◆ What needs to be done ◆
A line qualifies if it holds the string "Print". Copy every qualifying line from the records.
─── Extracted entries ───
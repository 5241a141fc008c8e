//! PagePan Common Utilities
//!
//! Shared infrastructure for all PagePan crates:
//! - Error types and result aliases
//! - Render configuration (TOML) with explicit override precedence
//! - Stage timing for long-running encoder calls
//! - Tracing/logging initialization

pub mod config;
pub mod error;
pub mod logging;
pub mod timing;

pub use config::*;
pub use error::*;
pub use timing::*;
//! Segment geometry: how one camera position becomes one output frame.
//!
//! Every segment shows the same page, scaled to the content width, cropped to
//! a viewport-tall window at the planned offset, then padded out to the full
//! viewport when side margins are configured.
//!
//! ```text
//! page (raw_w x raw_h)
//!   └── scale   content_w x scaled_h
//!         └── crop    content_w x viewport_h  @ (0, offset)
//!               └── pad     viewport_w x viewport_h @ (side_margin, 0)
//!                     └── format / setsar
//! ```

use std::path::{Path, PathBuf};

use serde::Serialize;

use pagepan_common::config::RenderConfig;
use pagepan_common::error::{PagepanError, PagepanResult};
use pagepan_project_model::layout::{scaled_height, FrameLayout};
use pagepan_project_model::plan::{PanPlanEntry, PlanSlot};

/// Uniform scale of the page to a fixed width.
#[derive(Debug, Clone, Copy, PartialEq, Eq, Serialize)]
pub struct ScaleOp {
    pub width: u32,
    pub height: u32,
}

/// Crop window in scaled-page pixels.
#[derive(Debug, Clone, Copy, PartialEq, Eq, Serialize)]
pub struct CropOp {
    pub width: u32,
    pub height: u32,
    pub x: u32,
    pub y: u32,
}

/// Padding of the cropped content onto the full frame.
#[derive(Debug, Clone, PartialEq, Eq, Serialize)]
pub struct PadOp {
    pub width: u32,
    pub height: u32,
    pub x: u32,
    pub y: u32,
    pub color: String,
}

/// Declarative description of the video side of one segment.
#[derive(Debug, Clone, PartialEq, Eq, Serialize)]
pub struct SegmentGeometry {
    pub scale: ScaleOp,
    pub crop: CropOp,
    pub pad: Option<PadOp>,
    pub pix_fmt: String,
    pub sar: u32,
}

impl SegmentGeometry {
    /// Render as an ffmpeg `-vf` filter chain.
    pub fn to_filter_chain(&self) -> String {
        let mut chain = format!(
            "scale={}:{},crop={}:{}:{}:{}",
            self.scale.width,
            self.scale.height,
            self.crop.width,
            self.crop.height,
            self.crop.x,
            self.crop.y
        );
        if let Some(pad) = &self.pad {
            chain.push_str(&format!(
                ",pad={}:{}:{}:{}:color={}",
                pad.width, pad.height, pad.x, pad.y, pad.color
            ));
        }
        chain.push_str(&format!(",format={},setsar={}", self.pix_fmt, self.sar));
        chain
    }
}

/// Builds [`SegmentGeometry`] for a fixed layout and output format.
#[derive(Debug, Clone)]
pub struct GeometryBuilder {
    layout: FrameLayout,
    background: String,
    pix_fmt: String,
    sar: u32,
}

impl GeometryBuilder {
    pub fn new(
        layout: FrameLayout,
        background: impl Into<String>,
        pix_fmt: impl Into<String>,
        sar: u32,
    ) -> Self {
        Self {
            layout,
            background: background.into(),
            pix_fmt: pix_fmt.into(),
            sar,
        }
    }

    pub fn from_config(config: &RenderConfig) -> PagepanResult<Self> {
        Ok(Self::new(
            FrameLayout::from_config(&config.viewport)?,
            config.viewport.background.clone(),
            config.encoder.pix_fmt.clone(),
            config.encoder.sar,
        ))
    }

    pub fn layout(&self) -> &FrameLayout {
        &self.layout
    }

    /// Geometry for one segment of a `raw_width x raw_height` page at `offset`.
    ///
    /// Pages shorter than the viewport are cropped to their full height and
    /// padded at the bottom. An offset that pushes the window past the end
    /// of the page is an [`PagepanError::OutOfBounds`].
    pub fn build(&self, raw_width: u32, raw_height: u32, offset: u32) -> PagepanResult<SegmentGeometry> {
        let content_w = self.layout.content_width();
        let viewport_h = self.layout.viewport_height;
        let scaled_h = scaled_height(raw_width, raw_height, content_w)?;
        if scaled_h == 0 {
            return Err(PagepanError::invalid_geometry(format!(
                "page {raw_width}x{raw_height} scales to zero height at width {content_w}"
            )));
        }

        let crop_h = viewport_h.min(scaled_h);
        if u64::from(offset) + u64::from(crop_h) > u64::from(scaled_h) {
            return Err(PagepanError::OutOfBounds {
                offset,
                height: crop_h,
                scaled_height: scaled_h,
            });
        }

        let pad = (self.layout.has_side_margins() || crop_h < viewport_h).then(|| PadOp {
            width: self.layout.viewport_width,
            height: viewport_h,
            x: self.layout.side_margin,
            y: 0,
            color: self.background.clone(),
        });

        Ok(SegmentGeometry {
            scale: ScaleOp {
                width: content_w,
                height: scaled_h,
            },
            crop: CropOp {
                width: content_w,
                height: crop_h,
                x: 0,
                y: offset,
            },
            pad,
            pix_fmt: self.pix_fmt.clone(),
            sar: self.sar,
        })
    }
}

/// Everything the encoder needs to render one segment.
#[derive(Debug, Clone, PartialEq, Serialize)]
pub struct SegmentSpec {
    /// Position in the final concatenation order.
    pub index: usize,
    pub slot: PlanSlot,
    pub image: PathBuf,
    pub audio: PathBuf,
    pub geometry: SegmentGeometry,
}

impl SegmentSpec {
    /// Scratch file name for this segment.
    pub fn file_name(&self) -> String {
        format!("seg_{:03}.mp4", self.index)
    }
}

/// Build one segment per (plan entry, audio clip) pair, in order.
pub fn build_segments(
    builder: &GeometryBuilder,
    image: &Path,
    raw_width: u32,
    raw_height: u32,
    pairs: Vec<(PanPlanEntry, PathBuf)>,
) -> PagepanResult<Vec<SegmentSpec>> {
    pairs
        .into_iter()
        .enumerate()
        .map(|(index, (entry, audio))| {
            let geometry = builder.build(raw_width, raw_height, entry.offset)?;
            Ok(SegmentSpec {
                index,
                slot: entry.slot,
                image: image.to_path_buf(),
                audio,
                geometry,
            })
        })
        .collect()
}
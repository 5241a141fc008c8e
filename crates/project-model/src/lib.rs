//! PagePan Project Model
//!
//! Defines the core data contracts shared by planning and rendering:
//! - **Documents:** page metadata and dialogue bounding boxes from the OCR stage
//! - **Plan:** ordered vertical camera offsets, one per rendered segment
//! - **Layout:** output frame, side margins, and page scaling arithmetic
//!
//! All coordinates are integer pixels. Bounding boxes live in raw image
//! space; plan offsets live in scaled-page space.

pub mod document;
pub mod layout;
pub mod plan;

pub use document::*;
pub use layout::*;
pub use plan::*;
//! Timing utilities for long-running stages.
//!
//! Encoder invocations are blocking and can take minutes, so every stage
//! that shells out is wrapped in a [`StageTimer`] that reports its duration
//! through `tracing`.

use std::time::{Duration, Instant};

/// Measures one named stage and logs its duration when finished.
///
/// A timer dropped without [`StageTimer::finish`] (for example when the
/// stage returned early with an error) logs at `warn` instead.
#[derive(Debug)]
pub struct StageTimer {
    label: String,
    started: Instant,
    finished: bool,
}

impl StageTimer {
    /// Start timing a stage now.
    pub fn start(label: impl Into<String>) -> Self {
        let label = label.into();
        tracing::debug!(stage = %label, "Stage started");
        Self {
            label,
            started: Instant::now(),
            finished: false,
        }
    }

    /// Stage label.
    pub fn label(&self) -> &str {
        &self.label
    }

    /// Time elapsed since the stage started.
    pub fn elapsed(&self) -> Duration {
        self.started.elapsed()
    }

    /// Seconds elapsed since the stage started.
    pub fn elapsed_secs(&self) -> f64 {
        self.elapsed().as_secs_f64()
    }

    /// Mark the stage complete, log it, and return the elapsed seconds.
    pub fn finish(mut self) -> f64 {
        self.finished = true;
        let secs = self.elapsed_secs();
        tracing::info!(stage = %self.label, elapsed_secs = secs, "Stage done");
        secs
    }
}

impl Drop for StageTimer {
    fn drop(&mut self) {
        if !self.finished {
            tracing::warn!(
                stage = %self.label,
                elapsed_secs = self.elapsed_secs(),
                "Stage ended without completing"
            );
        }
    }
}

/// Format seconds the way progress lines show them (`12.34s`).
pub fn format_secs(secs: f64) -> String {
    format!("{secs:.2}s")
}

#[cfg(test)]
mod tests {
    use super::*;

    #[test]
    fn test_timer_elapsed_is_small() {
        let timer = StageTimer::start("noop");
        assert!(timer.elapsed() < Duration::from_secs(1));
        assert_eq!(timer.label(), "noop");
    }

    #[test]
    fn test_finish_returns_elapsed() {
        let timer = StageTimer::start("sleep");
        std::thread::sleep(Duration::from_millis(5));
        let secs = timer.finish();
        assert!(secs >= 0.005);
    }

    #[test]
    fn test_format_secs() {
        assert_eq!(format_secs(1.5), "1.50s");
        assert_eq!(format_secs(0.0), "0.00s");
    }
}
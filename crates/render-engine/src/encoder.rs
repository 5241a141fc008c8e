//! Encoder abstraction.
//!
//! The orchestrator only ever talks to an [`Encoder`]; the production
//! implementation shells out to ffmpeg (see [`crate::ffmpeg`]).

use std::path::{Path, PathBuf};

use pagepan_common::error::PagepanResult;

use crate::segment::SegmentSpec;

/// Trait for encode backends.
///
/// Implementations must be shareable across the batch runner's worker
/// threads, so every method takes `&self`.
pub trait Encoder: Send + Sync {
    /// Render one segment: the still image looped for the length of the
    /// segment's audio clip, with its geometry applied.
    fn encode_segment(&self, segment: &SegmentSpec, output: &Path) -> PagepanResult<()>;

    /// Join rendered segments, in order, into `output`.
    ///
    /// `scratch_dir` may be used for intermediate files and is removed by
    /// the caller.
    fn concat(&self, segments: &[PathBuf], output: &Path, scratch_dir: &Path) -> PagepanResult<()>;

    /// Write a silent audio clip of `duration_secs` to `output`.
    fn generate_silence(&self, duration_secs: f64, output: &Path) -> PagepanResult<()>;

    /// Check if this encoder can run on the system.
    fn is_available(&self) -> bool;

    /// Encoder name.
    fn name(&self) -> &str;
}
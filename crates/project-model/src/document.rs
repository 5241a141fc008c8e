//! Page documents produced by the OCR stage.
//!
//! Each page folder carries an `ocr_output_with_bboxes.json` file: a JSON
//! array whose first element describes the page image and its dialogue
//! balloons in reading order.

use std::fmt;
use std::path::{Path, PathBuf};

use serde::{Deserialize, Serialize};

use pagepan_common::error::PagepanError;

/// Dialogue identifier as written by the OCR stage (number or string).
#[derive(Debug, Clone, PartialEq, Eq, Hash, Serialize, Deserialize)]
#[serde(untagged)]
pub enum DialogueId {
    Number(i64),
    Text(String),
}

impl fmt::Display for DialogueId {
    fn fmt(&self, f: &mut fmt::Formatter<'_>) -> fmt::Result {
        match self {
            DialogueId::Number(n) => write!(f, "{n}"),
            DialogueId::Text(s) => f.write_str(s),
        }
    }
}

impl From<i64> for DialogueId {
    fn from(n: i64) -> Self {
        DialogueId::Number(n)
    }
}

impl From<&str> for DialogueId {
    fn from(s: &str) -> Self {
        DialogueId::Text(s.to_string())
    }
}

/// Dialogue region in raw image pixels. Only `y1` drives the camera.
#[derive(Debug, Clone, Copy, PartialEq, Eq, Serialize, Deserialize, Default)]
pub struct BoundingBox {
    #[serde(default)]
    pub x1: i64,
    pub y1: i64,
    #[serde(default)]
    pub x2: i64,
    #[serde(default)]
    pub y2: i64,
}

impl BoundingBox {
    /// Box with only the top edge known.
    pub fn top(y1: i64) -> Self {
        Self {
            y1,
            ..Self::default()
        }
    }

    /// Top edge clamped to the image (negative OCR coordinates become 0).
    pub fn top_px(&self) -> u64 {
        self.y1.max(0) as u64
    }
}

/// One dialogue balloon in reading order.
#[derive(Debug, Clone, PartialEq, Serialize, Deserialize)]
pub struct DialogueUnit {
    pub id: DialogueId,

    /// Absent when OCR found text but could not box it.
    #[serde(rename = "paddle_bbox", default, skip_serializing_if = "Option::is_none")]
    pub bbox: Option<BoundingBox>,
}

impl DialogueUnit {
    pub fn new(id: impl Into<DialogueId>, bbox: Option<BoundingBox>) -> Self {
        Self {
            id: id.into(),
            bbox,
        }
    }

    /// Convenience for the common case of a boxed dialogue.
    pub fn boxed(id: impl Into<DialogueId>, y1: i64) -> Self {
        Self::new(id, Some(BoundingBox::top(y1)))
    }
}

/// Metadata for one page image.
#[derive(Debug, Clone, PartialEq, Serialize)]
pub struct PageDocument {
    /// Upstream batch identifier, when the OCR stage recorded one.
    #[serde(default, skip_serializing_if = "Option::is_none")]
    pub run_id: Option<String>,

    pub image_width: u32,
    pub image_height: u32,
    pub image_file_name: String,
    pub image_rel_path_from_root: String,

    #[serde(default)]
    pub parsed_dialogue: Vec<DialogueUnit>,
}

/// Page document as written upstream, before the image size is checked.
#[derive(Debug, Deserialize)]
struct RawPageDocument {
    #[serde(default)]
    run_id: Option<String>,
    image_width: i64,
    image_height: i64,
    image_file_name: String,
    image_rel_path_from_root: String,
    #[serde(default)]
    parsed_dialogue: Vec<DialogueUnit>,
}

impl TryFrom<RawPageDocument> for PageDocument {
    type Error = PageParseError;

    fn try_from(raw: RawPageDocument) -> Result<Self, Self::Error> {
        let invalid = || PageParseError::InvalidDimensions {
            width: raw.image_width,
            height: raw.image_height,
        };
        let image_width = u32::try_from(raw.image_width).map_err(|_| invalid())?;
        let image_height = u32::try_from(raw.image_height).map_err(|_| invalid())?;
        if image_width == 0 || image_height == 0 {
            return Err(invalid());
        }

        Ok(Self {
            run_id: raw.run_id,
            image_width,
            image_height,
            image_file_name: raw.image_file_name,
            image_rel_path_from_root: raw.image_rel_path_from_root,
            parsed_dialogue: raw.parsed_dialogue,
        })
    }
}

impl PageDocument {
    /// Parse the document JSON (an array; the first element is used).
    pub fn from_json(json: &str) -> Result<Self, PageParseError> {
        let docs: Vec<RawPageDocument> = serde_json::from_str(json)?;
        let raw = docs.into_iter().next().ok_or(PageParseError::Empty)?;
        Self::try_from(raw)
    }

    /// Dialogues that carry a bounding box, in reading order.
    pub fn boxed_dialogues(&self) -> impl Iterator<Item = &DialogueUnit> {
        self.parsed_dialogue.iter().filter(|d| d.bbox.is_some())
    }

    /// Image file stem (`page_001.jpg` -> `page_001`).
    pub fn image_stem(&self) -> &str {
        Path::new(&self.image_file_name)
            .file_stem()
            .and_then(|s| s.to_str())
            .unwrap_or(&self.image_file_name)
    }

    /// Resolve the page image: `root / image_rel_path_from_root / image_file_name`.
    pub fn image_path(&self, root: &Path) -> PathBuf {
        root.join(&self.image_rel_path_from_root)
            .join(&self.image_file_name)
    }

    fn validate(&self) -> Result<(), String> {
        if self.image_file_name.trim().is_empty() {
            return Err("image_file_name is empty".to_string());
        }
        Ok(())
    }
}

/// A page document together with where it was loaded from.
#[derive(Debug, Clone)]
pub struct LoadedDocument {
    /// Path of the JSON file.
    pub path: PathBuf,

    pub document: PageDocument,
}

impl LoadedDocument {
    /// Load and validate a page document from disk.
    pub fn load(path: impl AsRef<Path>) -> Result<Self, DocumentError> {
        let path = path.as_ref().to_path_buf();
        let json = std::fs::read_to_string(&path).map_err(|e| DocumentError::IoError {
            path: path.clone(),
            source: e,
        })?;

        let document = PageDocument::from_json(&json).map_err(|e| DocumentError::ParseError {
            path: path.clone(),
            source: e,
        })?;

        document
            .validate()
            .map_err(|message| DocumentError::ValidationError {
                path: path.clone(),
                message,
            })?;

        Ok(Self { path, document })
    }

    /// Folder containing the document JSON.
    pub fn dir(&self) -> &Path {
        self.path.parent().unwrap_or_else(|| Path::new("."))
    }

    /// Folder holding per-dialogue audio: `<doc dir>/<image stem>_jpg`.
    pub fn audio_root(&self) -> PathBuf {
        self.dir().join(format!("{}_jpg", self.document.image_stem()))
    }

    /// Folder holding the takes for one dialogue.
    pub fn dialogue_audio_dir(&self, id: &DialogueId) -> PathBuf {
        self.audio_root().join(format!("dialogue__{id}"))
    }

    /// Page image path, resolved against `input_root` when given and the
    /// document folder otherwise.
    pub fn resolve_image(&self, input_root: Option<&Path>) -> PathBuf {
        self.document.image_path(input_root.unwrap_or_else(|| self.dir()))
    }

    /// Default output folder for rendered videos.
    pub fn video_output_dir(&self) -> PathBuf {
        self.dir().join("video_output")
    }
}

/// Errors that can occur when loading page documents.
#[derive(Debug, thiserror::Error)]
pub enum DocumentError {
    #[error("I/O error at {path}: {source}")]
    IoError {
        path: PathBuf,
        source: std::io::Error,
    },

    #[error("Parse error in {path}: {source}")]
    ParseError {
        path: PathBuf,
        source: PageParseError,
    },

    #[error("Invalid document {path}: {message}")]
    ValidationError { path: PathBuf, message: String },
}

/// Why a page document's JSON was rejected.
#[derive(Debug, thiserror::Error)]
pub enum PageParseError {
    #[error(transparent)]
    Json(#[from] serde_json::Error),

    #[error("document array is empty")]
    Empty,

    #[error("image size must be positive (got {width}x{height})")]
    InvalidDimensions { width: i64, height: i64 },
}

impl From<DocumentError> for PagepanError {
    fn from(err: DocumentError) -> Self {
        match err {
            err @ DocumentError::ParseError {
                source: PageParseError::InvalidDimensions { .. },
                ..
            } => PagepanError::invalid_geometry(err.to_string()),
            DocumentError::IoError { path, source }
                if source.kind() == std::io::ErrorKind::NotFound =>
            {
                PagepanError::FileNotFound { path }
            }
            other => PagepanError::document(other.to_string()),
        }
    }
}
//! PagePan CLI: plan and render comic pages as vertical pan videos.
//!
//! Usage:
//!   pagepan run <RUN_ID>          Render every page document of a run
//!   pagepan chapter <DOCUMENT>    Render a single page document
//!   pagepan plan <DOCUMENT>       Print the pan plan without encoding
//!   pagepan check                 Check encoder availability
//!   pagepan init-config <PATH>    Write the default configuration

use std::path::PathBuf;

use clap::{Args, Parser, Subcommand};

use pagepan_common::config::{AlignmentPolicy, ConfigOverrides, RenderConfig};

mod commands;

#[derive(Parser)]
#[command(
    name = "pagepan",
    about = "Turn comic pages and dialogue audio into vertical pan videos",
    version,
    author
)]
struct Cli {
    /// Enable verbose logging
    #[arg(short, long, global = true)]
    verbose: bool,

    /// TOML configuration file
    #[arg(short, long, global = true)]
    config: Option<PathBuf>,

    #[command(subcommand)]
    command: Commands,
}

/// Flags that take precedence over the configuration file.
#[derive(Args, Debug, Default)]
struct OverrideArgs {
    /// Root that page image paths are resolved against
    #[arg(long)]
    input_root: Option<PathBuf>,

    /// Root containing one folder per run id
    #[arg(long)]
    output_root: Option<PathBuf>,

    /// Output width in pixels
    #[arg(long)]
    width: Option<u32>,

    /// Output height in pixels
    #[arg(long)]
    height: Option<u32>,

    /// Gap kept above a dialogue when the camera advances (pixels)
    #[arg(long)]
    safe_margin: Option<u32>,

    /// Horizontal padding on each side of the page (pixels)
    #[arg(long)]
    side_margin: Option<u32>,

    /// Top gap for the first dialogue, as a fraction of output height
    #[arg(long)]
    first_margin_pct: Option<f64>,

    /// Seconds of silence before the first dialogue
    #[arg(long)]
    pre_roll: Option<f64>,

    /// Seconds of silence after the last dialogue
    #[arg(long)]
    post_roll: Option<f64>,

    /// Documents rendered at the same time
    #[arg(short, long)]
    jobs: Option<usize>,

    /// Keep per-segment files next to the output
    #[arg(long)]
    keep_segments: bool,

    /// Fail when the plan and the audio list differ in length
    #[arg(long)]
    strict_alignment: bool,
}

impl OverrideArgs {
    fn into_overrides(self, verbose: bool) -> ConfigOverrides {
        ConfigOverrides {
            input_root: self.input_root,
            output_root: self.output_root,
            width: self.width,
            height: self.height,
            side_margin: self.side_margin,
            safe_margin: self.safe_margin,
            first_dialog_margin_pct: self.first_margin_pct,
            pre_roll_secs: self.pre_roll,
            post_roll_secs: self.post_roll,
            jobs: self.jobs,
            keep_segments: self.keep_segments.then_some(true),
            alignment_policy: self.strict_alignment.then_some(AlignmentPolicy::Strict),
            log_level: verbose.then(|| "debug".to_string()),
        }
    }
}

#[derive(Subcommand)]
enum Commands {
    /// Render every page document under <output_root>/<RUN_ID>
    Run {
        /// Run identifier (folder name under the output root)
        run_id: String,

        #[command(flatten)]
        overrides: OverrideArgs,
    },

    /// Render a single page document
    Chapter {
        /// Path to the page document JSON
        document: PathBuf,

        /// Output version (defaults to the next free one)
        #[arg(long)]
        version: Option<u32>,

        #[command(flatten)]
        overrides: OverrideArgs,
    },

    /// Print the pan plan for a page document as JSON
    Plan {
        /// Path to the page document JSON
        document: PathBuf,

        #[command(flatten)]
        overrides: OverrideArgs,
    },

    /// Check encoder availability
    Check,

    /// Write the default configuration as TOML
    InitConfig {
        /// Destination file
        path: PathBuf,

        /// Overwrite an existing file
        #[arg(long)]
        force: bool,
    },
}

fn resolve_config(cli_config: Option<&PathBuf>, overrides: ConfigOverrides) -> anyhow::Result<RenderConfig> {
    let config = RenderConfig::resolve(cli_config.map(PathBuf::as_path), &overrides)?;
    pagepan_common::logging::init_logging(&config.logging);
    Ok(config)
}

#[tokio::main]
async fn main() -> anyhow::Result<()> {
    let cli = Cli::parse();
    let verbose = cli.verbose;

    match cli.command {
        Commands::Run { run_id, overrides } => {
            let config = resolve_config(cli.config.as_ref(), overrides.into_overrides(verbose))?;
            commands::run::run(config, run_id).await
        }
        Commands::Chapter {
            document,
            version,
            overrides,
        } => {
            let config = resolve_config(cli.config.as_ref(), overrides.into_overrides(verbose))?;
            commands::chapter::run(config, document, version)
        }
        Commands::Plan {
            document,
            overrides,
        } => {
            let config = resolve_config(cli.config.as_ref(), overrides.into_overrides(verbose))?;
            commands::plan::run(config, document)
        }
        Commands::Check => {
            let config = resolve_config(
                cli.config.as_ref(),
                OverrideArgs::default().into_overrides(verbose),
            )?;
            commands::check::run(&config)
        }
        Commands::InitConfig { path, force } => commands::init_config::run(path, force),
    }
}
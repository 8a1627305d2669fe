use rayon::prelude::*;

use crate::foundation::core::{ColorKey, FrameRGBA, Sequence, TRANSPARENT_RGBA};
use crate::foundation::error::{GifkeyError, GifkeyResult};

/// Key a single RGBA8 pixel.
///
/// Returns [`TRANSPARENT_RGBA`] when the pixel matches `key`, and the pixel unchanged otherwise.
#[inline]
pub fn key_pixel(px: [u8; 4], key: &ColorKey) -> [u8; 4] {
    if key.matches(px) { TRANSPARENT_RGBA } else { px }
}

/// Key every pixel of `frame` in place and return how many pixels changed.
///
/// Pixels that already equal [`TRANSPARENT_RGBA`] are left as they are and not counted.
pub fn key_frame_in_place(frame: &mut FrameRGBA, key: &ColorKey) -> usize {
    let mut keyed = 0usize;
    for px in frame.data.chunks_exact_mut(4) {
        let src = [px[0], px[1], px[2], px[3]];
        let out = key_pixel(src, key);
        if out != src {
            px.copy_from_slice(&out);
            keyed += 1;
        }
    }
    keyed
}

/// Produce a keyed copy of `frame` with identical dimensions.
pub fn key_frame(frame: &FrameRGBA, key: &ColorKey) -> FrameRGBA {
    let mut out = frame.clone();
    key_frame_in_place(&mut out, key);
    out
}

#[derive(Clone, Debug, Default)]
/// Threading controls for keying a whole sequence.
pub struct KeyThreading {
    /// Key frames on a rayon pool when `true`.
    pub parallel: bool,
    /// Optional explicit worker thread count (parallel mode only).
    pub threads: Option<usize>,
}

#[derive(Clone, Copy, Debug, Default, PartialEq, Eq)]
/// Aggregated keying counters.
pub struct KeyStats {
    /// Frames processed.
    pub frames: u64,
    /// Pixels inspected across all frames.
    pub pixels_total: u64,
    /// Pixels replaced with the transparent colour.
    pub pixels_keyed: u64,
}

/// Key every frame of `seq` independently.
///
/// Frame order, durations and disposal hints are left untouched. The parallel path produces the
/// same pixels as the sequential one.
pub fn key_sequence(
    seq: &mut Sequence,
    key: &ColorKey,
    threading: &KeyThreading,
) -> GifkeyResult<KeyStats> {
    let frames = seq.frames_mut();

    let keyed: Vec<(usize, usize)> = if threading.parallel {
        let pool = build_thread_pool(threading.threads)?;
        pool.install(|| {
            frames
                .par_iter_mut()
                .map(|f| {
                    (
                        f.image.pixel_count(),
                        key_frame_in_place(&mut f.image, key),
                    )
                })
                .collect()
        })
    } else {
        frames
            .iter_mut()
            .enumerate()
            .map(|(i, f)| {
                let n = key_frame_in_place(&mut f.image, key);
                tracing::trace!(frame = i, keyed = n, "keyed frame");
                (f.image.pixel_count(), n)
            })
            .collect()
    };

    let mut stats = KeyStats::default();
    for (total, n) in keyed {
        stats.frames += 1;
        stats.pixels_total += total as u64;
        stats.pixels_keyed += n as u64;
    }
    Ok(stats)
}

fn build_thread_pool(threads: Option<usize>) -> GifkeyResult<rayon::ThreadPool> {
    if let Some(n) = threads
        && n == 0
    {
        return Err(GifkeyError::validation(
            "keying 'threads' must be >= 1 when set",
        ));
    }

    let mut builder = rayon::ThreadPoolBuilder::new();
    if let Some(n) = threads {
        builder = builder.num_threads(n);
    }
    builder
        .build()
        .map_err(|e| GifkeyError::Other(anyhow::anyhow!("failed to build rayon thread pool: {e}")))
}

#[cfg(test)]
#[path = "../../tests/unit/key/transform.rs"]
mod tests;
───
◆ Written solution ◆
//!   pagepan plan <DOCUMENT>       Print the pan plan without encoding
    /// Print the pan plan for a page document as JSON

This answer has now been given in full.